1.1 Securities and Exchange Board of India (hereinafter referred to as SEBI) noticed a news article in Business Line dated December 01, 2005 to the effect that one Ruia Group has acquired the shares of Falcon Tyres Limited and Dunlop India Limited (hereinafter referred to as FTL and DIL respectively/target companies) and has also agreed to acquire the control over FTL and DIL. SEBI also received certain investor complaints regarding the said acquisition.
1.2 In order to collect the details of the said acquisition to clarify the extent of compliance with SEBI (Substantial Acquisition of Shares and Takeovers) Regulations, 1997 (hereinafter referred to as Takeover Regulations), SEBI issued a letter dated December 21, 2005 to Ruia group. Vide the aforesaid letter, the Ruia Group was inter alia advised to furnish the following details regarding the said acquisition:
1. Date of agreement, if any, for the transaction resulting change in control of FTL and DIL and the salient features of the said agreement. 2. Parties to the agreement/transaction, their correspondence addresses. 3. Number of shares of FTL and DIL which were acquired/agreed to be acquired by Ruia Group. 4. Price at which the shares are acquired/agreed to be acquired. 5. Details of promoters/person in control over the FTL and DIL as on March 31, 2005 and changes, if any, after the said date. 6. Details of changes in the board of directors of the company from March 31, 2005 till date. 7. Extent of compliance with Takeover Regulations by Ruia Group.
1.3 Vide letter dated December 29, 2005, one Wealth Sea Pte. Ltd. (hereinafter referred to as ‘Wealth Sea/ acquirer’) intimated SEBI that it is a company incorporated in Singapore and a Share Purchase Agreement (SPA) had been entered into with Jumbo World Holdings Ltd (hereinafter referred as Jumboo) which was having the entire share capital of Dil Rim and Wheels Corporation Ltd., Mauritius (hereinafter referred to as ‘DRW’) on Nov.28, 2005. In terms of the agreement, Wealth Sea purchased the entire share capital of DRW. DRW was having 74.50% of equity shares of DIL and 68.98% of the equity shares of FTL, the two companies incorporated and listed in India. Vide the aforesaid letter Wealth Sea further intimated to SEBI that it has acquired the entire share capital of DRW and it did not directly acquire or agree to acquire the shares of DIL and FTL. It was also mentioned in the said letter that the purchase of shares of DRW could not be construed as an indirect acquisition of control of DIL and FTL. Vide the aforesaid letter Wealth Sea further informed that a special resolution in terms of Regulation 12 of Takeover Regulations needs to be passed and a meeting of both DIL and FTL will be called, in order to effect the change of control over the target companies and in the event of the special resolution not being so approved a public announcement and consequential open offer needs to be made in accordance with Regulation 14 (4) of Takeover Regulations.

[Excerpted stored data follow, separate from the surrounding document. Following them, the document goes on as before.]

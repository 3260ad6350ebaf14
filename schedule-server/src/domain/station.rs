//! Station and city value types.

use std::fmt;

/// Error returned when parsing an invalid station code.
#[derive(Debug, Clone, PartialEq, Eq, thiserror::Error)]
#[error("invalid station code: {reason}")]
pub struct InvalidStationCode {
    reason: &'static str,
}

/// A provider-issued station or settlement code, e.g. `s9600213`.
///
/// Codes are non-empty ASCII alphanumeric strings (the provider prefixes
/// stations with `s` and settlements with `c`). This type guarantees any
/// value is valid by construction.
///
/// # Examples
///
/// ```
/// use schedule_server::domain::StationCode;
///
/// let code = StationCode::parse("s9600213").unwrap();
/// assert_eq!(code.as_str(), "s9600213");
///
/// // Empty and whitespace-bearing strings are rejected
/// assert!(StationCode::parse("").is_err());
/// assert!(StationCode::parse("s96 0213").is_err());
/// ```
#[derive(Clone, PartialEq, Eq, Hash)]
pub struct StationCode(String);

impl StationCode {
    /// Parse a station code from a string.
    ///
    /// The input must be non-empty ASCII alphanumeric (underscores
    /// allowed).
    pub fn parse(s: &str) -> Result<Self, InvalidStationCode> {
        if s.is_empty() {
            return Err(InvalidStationCode {
                reason: "must not be empty",
            });
        }

        if !s.chars().all(|c| c.is_ascii_alphanumeric() || c == '_') {
            return Err(InvalidStationCode {
                reason: "must be ASCII alphanumeric",
            });
        }

        Ok(StationCode(s.to_string()))
    }

    /// Returns the code as a string slice.
    pub fn as_str(&self) -> &str {
        &self.0
    }
}

impl fmt::Debug for StationCode {
    fn fmt(&self, f: &mut fmt::Formatter<'_>) -> fmt::Result {
        write!(f, "StationCode({})", self.0)
    }
}

impl fmt::Display for StationCode {
    fn fmt(&self, f: &mut fmt::Formatter<'_>) -> fmt::Result {
        f.write_str(&self.0)
    }
}

/// A city resolved from the station directory, unique by title.
#[derive(Debug, Clone, PartialEq, Eq, Hash)]
pub struct ResolvedCity {
    pub title: String,
}

/// A station resolved within a single city.
///
/// `title` is the display name with the city stripped out and is unique
/// within one resolution. Entries without a provider code cannot be used
/// to query segments.
#[derive(Debug, Clone, PartialEq, Eq)]
pub struct ResolvedStation {
    pub title: String,
    pub code: Option<StationCode>,
}


#[cfg(test)]
mod proptests {
    use super::*;
    use proptest::prelude::*;

    fn valid_code_string() -> impl Strategy<Value = String> {
        proptest::string::string_regex("[a-z]?[0-9]{1,9}").unwrap()
    }

    proptest! {
        /// Roundtrip: parse then as_str returns the original
        #[test]
        fn roundtrip(s in valid_code_string()) {
            let code = StationCode::parse(&s).unwrap();
            prop_assert_eq!(code.as_str(), s.as_str());
        }

        /// Strings containing whitespace are always rejected
        #[test]
        fn whitespace_rejected(s in "[a-z0-9]{0,4}[ \t][a-z0-9]{0,4}") {
            prop_assert!(StationCode::parse(&s).is_err());
        }
    }
}
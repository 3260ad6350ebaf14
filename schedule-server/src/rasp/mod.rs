//! Schedules API client.
//!
//! This module wraps the journey-planning HTTP API the app is built on.
//!
//! Key characteristics of the API:
//! - Authentication is a static `apikey` query parameter
//! - `/stations_list/` returns the entire world directory in one
//!   multi-megabyte document; it changes rarely and is fetched once per
//!   process (see `directory::DirectoryCache`)
//! - Timestamps come in two shapes: `"YYYY-MM-DD HH:mm:ss"` and ISO 8601
//!   with a `T` separator, with or without a UTC offset
//! - Fields are omitted rather than sent as null, so the DTOs are
//!   deliberately tolerant

mod client;
mod error;
mod types;

pub use client::{RaspClient, RaspConfig};
pub use error::RaspError;
pub use types::{
    AllStationsResponse, Carrier, Country, IntervalSegment, Place, Region, SearchResponse,
    Segment, Settlement, StationCodes, StationEntry, Thread,
};
//! Trip aggregation: segment search, display shaping, stale-response
//! guarding.

mod aggregator;
mod format;
mod session;

pub use aggregator::TripAggregator;
pub use format::{carrier_display_title, date_label, duration_label, parse_instant, time_of_day};
pub use session::SearchSession;
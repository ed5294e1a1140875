use skinscan_common::openai::OpenAiClientConfig;

use crate::error::GatewayError;
use crate::prompt::DEFAULT_MODEL;

/// Gateway configuration loaded explicitly from environment variables.
#[derive(Debug, Clone)]
pub struct Config {
    /// Socket address to listen on, e.g. "0.0.0.0:8080".
    pub bind_addr: String,
    /// Model ID sent with every chat request.
    pub model: String,
    pub openai: OpenAiClientConfig,
}

impl Config {
    /// Load configuration from environment variables.
    ///
    /// Required:
    /// - `AI_GATEWAY_API_KEY`: bearer key for the hosted model service
    ///
    /// Optional:
    /// - `AI_GATEWAY_BASE_URL`, `AI_TIMEOUT_SECS`, `AI_MAX_ERROR_BODY_BYTES`
    /// - `AI_MODEL`: model ID (default `google/gemini-2.5-flash`)
    /// - `GATEWAY_BIND`: listen address (default `0.0.0.0:8080`)
    pub fn from_env() -> Result<Self, GatewayError> {
        let openai = OpenAiClientConfig::from_env();
        if openai.api_key.is_none() {
            return Err(GatewayError::Config(
                "AI_GATEWAY_API_KEY environment variable is required".to_string(),
            ));
        }

        let model = std::env::var("AI_MODEL")
            .ok()
            .map(|m| m.trim().to_string())
            .filter(|m| !m.is_empty())
            .unwrap_or_else(|| DEFAULT_MODEL.to_string());

        let bind_addr =
            std::env::var("GATEWAY_BIND").unwrap_or_else(|_| "0.0.0.0:8080".to_string());

        Ok(Self {
            bind_addr,
            model,
            openai,
        })
    }
}
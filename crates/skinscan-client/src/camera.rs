//! The machine's own camera as a [`CaptureDevice`].
//!
//! Built with the `camera` feature this opens real devices through nokhwa.
//! Without it, opening always reports the camera as unavailable, so callers
//! take the file-picker path.
use crate::capture::{CaptureDevice, CaptureError, FacingMode, Frame, MediaStream};

#[cfg_attr(not(feature = "camera"), allow(dead_code))]
/// Device indices to try for a facing mode. Desktop platforms do not report
/// which way a camera faces; the first device is taken as the front one.
fn candidate_indices(facing: FacingMode) -> &'static [u32] {
    match facing {
        FacingMode::User => &[0],
        FacingMode::Environment => &[1, 0],
    }
}

#[cfg_attr(not(feature = "camera"), allow(dead_code))]
/// Platform APIs report a refused camera permission only in their message text.
fn classify(message: String) -> CaptureError {
    let lower = message.to_ascii_lowercase();
    if ["permission", "denied", "not authorized", "not authorised"]
        .iter()
        .any(|needle| lower.contains(needle))
    {
        CaptureError::PermissionDenied
    } else {
        CaptureError::Unavailable(message)
    }
}

#[derive(Debug, Default, Clone, Copy)]
pub struct SystemCamera;

#[cfg(feature = "camera")]
mod native {
    use nokhwa::pixel_format::RgbAFormat;
    use nokhwa::utils::{CameraIndex, RequestedFormat, RequestedFormatType};
    use nokhwa::{Camera, NokhwaError};
    use tracing::warn;

    use super::*;

    fn from_nokhwa(err: NokhwaError) -> CaptureError {
        classify(err.to_string())
    }

    pub struct SystemStream {
        camera: Camera,
        facing: FacingMode,
        stopped: bool,
    }

    fn open_index(index: u32) -> Result<Camera, CaptureError> {
        let format =
            RequestedFormat::new::<RgbAFormat>(RequestedFormatType::AbsoluteHighestResolution);
        let mut camera = Camera::new(CameraIndex::Index(index), format).map_err(from_nokhwa)?;
        camera.open_stream().map_err(from_nokhwa)?;
        Ok(camera)
    }

    impl CaptureDevice for SystemCamera {
        type Stream = SystemStream;

        fn open(&self, facing: FacingMode) -> Result<SystemStream, CaptureError> {
            let mut last = CaptureError::Unavailable("no camera found".to_string());
            for &index in candidate_indices(facing) {
                match open_index(index) {
                    Ok(camera) => {
                        return Ok(SystemStream {
                            camera,
                            facing,
                            stopped: false,
                        })
                    }
                    Err(CaptureError::PermissionDenied) => {
                        return Err(CaptureError::PermissionDenied)
                    }
                    Err(e) => last = e,
                }
            }
            Err(last)
        }
    }

    impl MediaStream for SystemStream {
        fn facing(&self) -> FacingMode {
            self.facing
        }

        fn current_frame(&mut self) -> Result<Frame, CaptureError> {
            let buffer = self.camera.frame().map_err(from_nokhwa)?;
            let image = buffer
                .decode_image::<RgbAFormat>()
                .map_err(from_nokhwa)?;
            Ok(Frame {
                width: image.width(),
                height: image.height(),
                rgba: image.into_raw(),
            })
        }

        fn stop(&mut self) {
            if self.stopped {
                return;
            }
            self.stopped = true;
            if let Err(e) = self.camera.stop_stream() {
                warn!(error = %e, "failed to stop camera stream");
            }
        }
    }
}

#[cfg(feature = "camera")]
pub use native::SystemStream;

/// Never constructed: without camera support no stream can be opened.
#[cfg(not(feature = "camera"))]
pub enum SystemStream {}

#[cfg(not(feature = "camera"))]
impl CaptureDevice for SystemCamera {
    type Stream = SystemStream;

    fn open(&self, _facing: FacingMode) -> Result<SystemStream, CaptureError> {
        Err(CaptureError::Unavailable(
            "built without camera support (enable the `camera` feature)".to_string(),
        ))
    }
}

#[cfg(not(feature = "camera"))]
impl MediaStream for SystemStream {
    fn facing(&self) -> FacingMode {
        match *self {}
    }

    fn current_frame(&mut self) -> Result<Frame, CaptureError> {
        match *self {}
    }

    fn stop(&mut self) {
        match *self {}
    }
}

1.4 Subsequently, vide letter dated February 10, 2006 Wealth Sea intimated SEBI that it had convened an Extra Ordinary General Meeting (EGM) of the shareholders of both DIL and FTL on 25th and 30th, January,2006 respectively and had also sought approval of the shareholders through postal ballot. It is further informed that the Resolution regarding change of management was approved by the shareholders in the Extra Ordinary General Meetings of both DIL and FTL.
1.5 On perusal of the information received from Wealth Sea, it was found that Wealth Sea had triggered Regulation 10 and 12 of the Takeover Regulations. It was also found that the acquirer had not made any public offer to the shareholders of the target companies as required under Regulation 10 of the Takeover Regulations. It was however noted that Wealth Sea can be exempted from the compliance of Regulation 12 as it had passed a special resolution in EGMs of DIL and FTL (target companies) in terms of the proviso to Regulation 12.

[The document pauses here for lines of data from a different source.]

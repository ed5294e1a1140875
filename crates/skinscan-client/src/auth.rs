use reqwest::Method;
use serde::{Deserialize, Serialize};
use serde_json::json;
use tracing::info;

use crate::backend::BackendClient;
use crate::error::BackendError;
use crate::session::{Session, SessionEvent, User};

#[derive(Debug, Clone, Serialize)]
struct Credentials<'a> {
    email: &'a str,
    password: &'a str,
}

/// Sign-up answers with a full session when no email confirmation is pending,
/// and with the bare user otherwise.
#[derive(Debug, Deserialize)]
#[serde(untagged)]
enum SignUpResponse {
    Session(Session),
    User(User),
}

#[derive(Debug, Clone, PartialEq, Eq)]
pub struct SignUpOutcome {
    pub user: User,
    /// `None` until the user confirms their email address.
    pub session: Option<Session>,
}

impl BackendClient {
    pub async fn sign_up(
        &self,
        email: &str,
        password: &str,
        full_name: &str,
    ) -> Result<SignUpOutcome, BackendError> {
        let url = self.url(&["auth", "v1", "signup"])?;
        let body = json!({
            "email": email,
            "password": password,
            "data": { "full_name": full_name },
        });
        let resp: SignUpResponse =
            Self::send_json(self.request(Method::POST, url, None).json(&body)).await?;

        let outcome = match resp {
            SignUpResponse::Session(session) => SignUpOutcome {
                user: session.user.clone(),
                session: Some(session),
            },
            SignUpResponse::User(user) => SignUpOutcome {
                user,
                session: None,
            },
        };
        info!(
            user_id = %outcome.user.id,
            confirmed = outcome.session.is_some(),
            "account created"
        );
        if let Some(session) = &outcome.session {
            self.events.emit(SessionEvent::SignedIn(session.clone()));
        }
        Ok(outcome)
    }

    pub async fn sign_in(&self, email: &str, password: &str) -> Result<Session, BackendError> {
        let mut url = self.url(&["auth", "v1", "token"])?;
        url.query_pairs_mut().append_pair("grant_type", "password");
        let session: Session = Self::send_json(
            self.request(Method::POST, url, None)
                .json(&Credentials { email, password }),
        )
        .await?;
        info!(user_id = %session.user.id, "signed in");
        self.events.emit(SessionEvent::SignedIn(session.clone()));
        Ok(session)
    }

    /// Revoke the session. Consumes it: a signed-out session must not be reused.
    pub async fn sign_out(&self, session: Session) -> Result<(), BackendError> {
        let url = self.url(&["auth", "v1", "logout"])?;
        Self::send_empty(self.request(Method::POST, url, Some(&session))).await?;
        info!(user_id = %session.user.id, "signed out");
        self.events.emit(SessionEvent::SignedOut);
        Ok(())
    }

    /// The user the session's token belongs to, as the identity provider sees it now.
    pub async fn current_user(&self, session: &Session) -> Result<User, BackendError> {
        let url = self.url(&["auth", "v1", "user"])?;
        Self::send_json(self.request(Method::GET, url, Some(session))).await
    }
}
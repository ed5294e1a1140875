use crate::error::ClientError;

pub const DEFAULT_BUCKET: &str = "skin-scans";

#[derive(Debug, Clone)]
pub struct ClientConfig {
    /// Project URL of the hosted backend, e.g. "https://abc.supabase.co".
    pub backend_url: String,
    /// Public project key sent as `apikey` on every backend call.
    pub anon_key: String,
    /// Full URL of the analysis gateway.
    pub analyze_url: String,
    /// Object storage bucket holding uploaded images.
    pub bucket: String,
}

impl ClientConfig {
    /// Load configuration from environment variables.
    ///
    /// Required: `SKINSCAN_BACKEND_URL`, `SKINSCAN_ANON_KEY`.
    /// Optional: `SKINSCAN_ANALYZE_URL` (defaults to the backend's
    /// `functions/v1/analyze-skin`), `SKINSCAN_BUCKET` (defaults to `skin-scans`).
    pub fn from_env() -> Result<Self, ClientError> {
        let backend_url = required("SKINSCAN_BACKEND_URL")?;
        let anon_key = required("SKINSCAN_ANON_KEY")?;
        let analyze_url = std::env::var("SKINSCAN_ANALYZE_URL").ok();
        let bucket = std::env::var("SKINSCAN_BUCKET").ok();
        Ok(Self::new(&backend_url, &anon_key, analyze_url, bucket))
    }

    pub fn new(
        backend_url: &str,
        anon_key: &str,
        analyze_url: Option<String>,
        bucket: Option<String>,
    ) -> Self {
        let backend_url = backend_url.trim_end_matches('/').to_string();
        let analyze_url = analyze_url
            .filter(|u| !u.trim().is_empty())
            .unwrap_or_else(|| format!("{backend_url}/functions/v1/analyze-skin"));
        let bucket = bucket
            .filter(|b| !b.trim().is_empty())
            .unwrap_or_else(|| DEFAULT_BUCKET.to_string());
        Self {
            backend_url,
            anon_key: anon_key.to_string(),
            analyze_url,
            bucket,
        }
    }
}

fn required(key: &str) -> Result<String, ClientError> {
    std::env::var(key)
        .ok()
        .filter(|v| !v.trim().is_empty())
        .ok_or_else(|| ClientError::Config(format!("{key} environment variable is required")))
}
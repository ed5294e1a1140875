use reqwest::StatusCode;
use serde::Deserialize;
use serde_json::json;
use tracing::{info, warn};

use skinscan_common::model::ScanResult;

use crate::session::Session;

#[derive(Debug, thiserror::Error)]
pub enum AnalysisError {
    #[error("{0}")]
    RateLimited(String),

    #[error("{0}")]
    ServiceUnavailable(String),

    #[error("{0}")]
    Failed(String),

    #[error("analysis request failed: {0}")]
    Request(#[from] reqwest::Error),
}

#[derive(Debug, Deserialize)]
struct ErrorBody {
    error: Option<String>,
}

/// Client for the analysis gateway's `POST { image }` contract.
#[derive(Clone)]
pub struct AnalysisClient {
    url: String,
    anon_key: String,
    http: reqwest::Client,
}

impl AnalysisClient {
    pub fn new(url: &str, anon_key: &str, http: reqwest::Client) -> Self {
        Self {
            url: url.to_string(),
            anon_key: anon_key.to_string(),
            http,
        }
    }

    /// Submit one image (a data URL or bare base64) and wait for the assessment.
    pub async fn analyze(
        &self,
        session: &Session,
        image: &str,
    ) -> Result<ScanResult, AnalysisError> {
        let resp = self
            .http
            .post(&self.url)
            .header("apikey", &self.anon_key)
            .bearer_auth(&session.access_token)
            .json(&json!({ "image": image }))
            .send()
            .await?;

        let status = resp.status();
        if status.is_success() {
            let result: ScanResult = resp.json().await?;
            info!(
                disease = %result.disease_name,
                confidence = result.confidence_score,
                "analysis received"
            );
            return Ok(result);
        }

        let message = resp
            .json::<ErrorBody>()
            .await
            .ok()
            .and_then(|b| b.error)
            .unwrap_or_else(|| format!("analysis failed with status {status}"));
        warn!(%status, message = %message, "analysis rejected");

        Err(match status {
            StatusCode::TOO_MANY_REQUESTS => AnalysisError::RateLimited(message),
            StatusCode::PAYMENT_REQUIRED => AnalysisError::ServiceUnavailable(message),
            _ => AnalysisError::Failed(message),
        })
    }
}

2.0 Show Cause Notice, Reply and Personal Hearing
2.1 Accordingly, SEBI issued a detailed Show Cause Notice dated April 13, 2006 to the acquirer inviting its attention to the relevant provisions of the SEBI Act and the relevant Takeover Regulations. Vide the aforesaid show cause notice it was alleged that on a cumulative analysis of the whole set of transactions, it is clear that the acquirer had indirectly acquired the shares /voting rights of DIL and FTL. It was further alleged that as no public announcement was made as mandated by the Takeover Regulations, the acquirer has violated the provisions of Regulation 10 read with Regulation 14 (4) of the Takeover Regulations and therefore it was advised to show cause as to why appropriate actions under SEBI Act and relevant Regulations should not be taken against it.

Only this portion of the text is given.